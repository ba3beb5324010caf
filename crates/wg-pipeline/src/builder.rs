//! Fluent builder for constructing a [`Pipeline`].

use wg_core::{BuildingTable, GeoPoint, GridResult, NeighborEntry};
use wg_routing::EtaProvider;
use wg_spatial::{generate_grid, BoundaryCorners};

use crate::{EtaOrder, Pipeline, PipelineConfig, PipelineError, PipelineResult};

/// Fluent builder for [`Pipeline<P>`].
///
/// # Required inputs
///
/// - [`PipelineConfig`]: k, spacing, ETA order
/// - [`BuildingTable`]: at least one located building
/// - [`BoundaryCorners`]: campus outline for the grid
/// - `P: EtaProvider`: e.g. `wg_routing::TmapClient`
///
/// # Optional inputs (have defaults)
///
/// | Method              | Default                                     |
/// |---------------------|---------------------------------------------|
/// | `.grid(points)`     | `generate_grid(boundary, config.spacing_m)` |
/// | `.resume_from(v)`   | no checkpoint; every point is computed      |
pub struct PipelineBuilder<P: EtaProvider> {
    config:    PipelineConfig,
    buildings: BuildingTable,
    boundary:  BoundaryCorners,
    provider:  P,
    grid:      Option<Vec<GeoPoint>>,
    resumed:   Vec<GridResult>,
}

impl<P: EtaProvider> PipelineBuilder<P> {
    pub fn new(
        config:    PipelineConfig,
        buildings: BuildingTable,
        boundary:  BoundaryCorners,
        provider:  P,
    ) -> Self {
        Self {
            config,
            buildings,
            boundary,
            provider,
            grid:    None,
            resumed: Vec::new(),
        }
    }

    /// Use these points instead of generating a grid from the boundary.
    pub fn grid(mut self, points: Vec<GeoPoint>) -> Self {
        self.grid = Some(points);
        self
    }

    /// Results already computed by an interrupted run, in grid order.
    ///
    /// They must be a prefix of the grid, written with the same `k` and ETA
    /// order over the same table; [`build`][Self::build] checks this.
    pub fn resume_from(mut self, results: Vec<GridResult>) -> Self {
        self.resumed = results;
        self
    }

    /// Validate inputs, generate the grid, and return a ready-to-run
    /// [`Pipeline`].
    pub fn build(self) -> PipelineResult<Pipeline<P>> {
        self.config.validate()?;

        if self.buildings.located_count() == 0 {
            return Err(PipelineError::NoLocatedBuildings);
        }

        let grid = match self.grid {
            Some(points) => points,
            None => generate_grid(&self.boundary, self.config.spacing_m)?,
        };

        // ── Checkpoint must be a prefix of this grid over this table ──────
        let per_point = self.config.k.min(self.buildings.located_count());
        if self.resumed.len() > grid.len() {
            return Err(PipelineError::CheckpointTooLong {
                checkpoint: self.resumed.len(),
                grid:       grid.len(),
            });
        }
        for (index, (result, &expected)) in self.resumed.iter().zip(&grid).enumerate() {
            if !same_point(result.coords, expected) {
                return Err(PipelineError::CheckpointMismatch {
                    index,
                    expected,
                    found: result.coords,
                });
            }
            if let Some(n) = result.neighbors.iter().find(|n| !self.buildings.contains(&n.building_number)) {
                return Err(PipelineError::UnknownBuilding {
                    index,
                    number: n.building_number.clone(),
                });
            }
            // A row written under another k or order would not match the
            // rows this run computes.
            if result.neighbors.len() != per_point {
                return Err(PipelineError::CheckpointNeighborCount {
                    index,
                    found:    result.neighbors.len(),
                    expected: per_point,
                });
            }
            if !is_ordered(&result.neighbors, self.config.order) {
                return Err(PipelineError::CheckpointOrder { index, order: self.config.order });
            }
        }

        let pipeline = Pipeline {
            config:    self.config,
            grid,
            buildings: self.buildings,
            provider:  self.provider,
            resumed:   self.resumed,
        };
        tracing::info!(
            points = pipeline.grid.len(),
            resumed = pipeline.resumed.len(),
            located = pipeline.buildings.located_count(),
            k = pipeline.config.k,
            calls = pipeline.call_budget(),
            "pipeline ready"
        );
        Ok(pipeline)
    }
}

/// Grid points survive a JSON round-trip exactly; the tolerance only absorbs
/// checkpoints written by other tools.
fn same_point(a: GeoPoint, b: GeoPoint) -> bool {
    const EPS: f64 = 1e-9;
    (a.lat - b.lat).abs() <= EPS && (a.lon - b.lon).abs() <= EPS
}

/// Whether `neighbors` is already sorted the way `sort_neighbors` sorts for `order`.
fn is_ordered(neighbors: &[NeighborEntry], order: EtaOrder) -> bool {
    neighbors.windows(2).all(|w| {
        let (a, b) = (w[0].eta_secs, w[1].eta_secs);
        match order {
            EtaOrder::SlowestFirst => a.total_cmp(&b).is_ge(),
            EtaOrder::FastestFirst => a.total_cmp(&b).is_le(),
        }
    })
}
··········
Your answer must be a single number: the count of lines above that contain the string "this".

**Completed task**
3